彼が到着する一週間前からトイレ、シャワー室、台所などをきれいに掃除。布団や毛布を連日、ベランダで干した。マンションとは名だけの狭苦しい住まいが彼の目にどう映るか案じていたが、デニス氏は自宅のようにくつろいでくれた。
福岡観光の定番、太宰府の天満宮にも連れて行った。新幹線でもない在来の電車の清潔快適な座り心地がいたく気に入ったよう。それ以上に彼の心を打ったのは、国内各地で人々が彼に示してくれている親切心だという。ますます日本が好きになったようだった。夕食は天神界隈のレストランで。彼は酒をやらない。それはいいのだが、豚肉とかスパイスが効いた食事もパス。刺身も大好物というわけではないので、いささか注文には腐心したが、現在のケニアやアフリカ一般の情勢などを語り合い、旧交を温め合った。
デニス氏はケニアの恵まれない子供たちに手を差し伸べる福祉活動に参画しており、今回の来日はその延長線上の活動。デニス氏と語らっていて、改めて思ったのは、アフリカの窮状だ。ケニアはアフリカでは比較的安定した国だが、それでも部族融和など克服すべき課題は残っている。貧富の格差の解消は言うまでもない。1980年代末、地元紙「デイリー・ネーション」は一部3シリング(当時約30円)だった。私が再訪した7年前は40シリングに跳ね上がっていたが、現在は60シリングだとか。凄まじい値上がりだ。人々の給与がそれに見合って上がっているかというと、当然のことながら、そうではない。失業率も高く、犯罪、それも凶悪犯罪が増加の一途であり、単に往時を懐古していては申し訳ない。
デニス氏はずっと政治活動にも積極的にかかわってきてもいる。彼は拙著『ブラックアフリカをさるく』の中で次のように語っている。「われわれがやらなければならないのは、有権者に投票によって政治を変えることができるということを教育していくことです。トライバリズム(部族主義)を利して議席を得ようとか政治的優位な立場に立とうとするような政治家は排斥されなければなりません」。残念ながら、まだそういう社会は遠い。

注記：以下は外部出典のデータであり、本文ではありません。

//! Claim outcome reporting, shared by every backend.

use chrono::{DateTime, Utc};
use opentelemetry::KeyValue;
use tracing::Span;

use super::metrics;

/// Record a claim attempt on the current span and the claims counter.
///
/// The caller's span must declare `workflow.id` and `lease_ms` as
/// `tracing::field::Empty`; both are filled only when a workflow was won.
pub fn record_claim(claimed: Option<&str>, now: DateTime<Utc>, timeout_at: DateTime<Utc>) {
    metrics::workflow_claims().add(
        1,
        &[KeyValue::new(
            "result",
            if claimed.is_some() { "claimed" } else { "empty" },
        )],
    );

    if let Some(id) = claimed {
        let lease_ms = (timeout_at - now).num_milliseconds();
        let span = Span::current();
        span.record("workflow.id", id);
        span.record("lease_ms", lease_ms);
        tracing::debug!(workflow_id = id, lease_ms, "workflow claimed");
    }
}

ケニアでは今夏の大統領選が決着しておらず、今月下旬には再選挙が行われる予定だが、与野党、主要部族を代表する候補の対立が激化しており、2007-08年の前々回の大統領選で起きた流血の事態も憂慮されている。私はデニス氏と語らっている際、失礼ながらケニアのそしてアフリカの現状を “pathetic”(痛ましい)と何度も形容した。彼はそうした現状を打破する草の根の取り組みを続けており、デニス氏の努力がやがて結実することを心から願う。彼が土産にくれたケニアのコーヒーを有難く飲みながらこの項を書いている。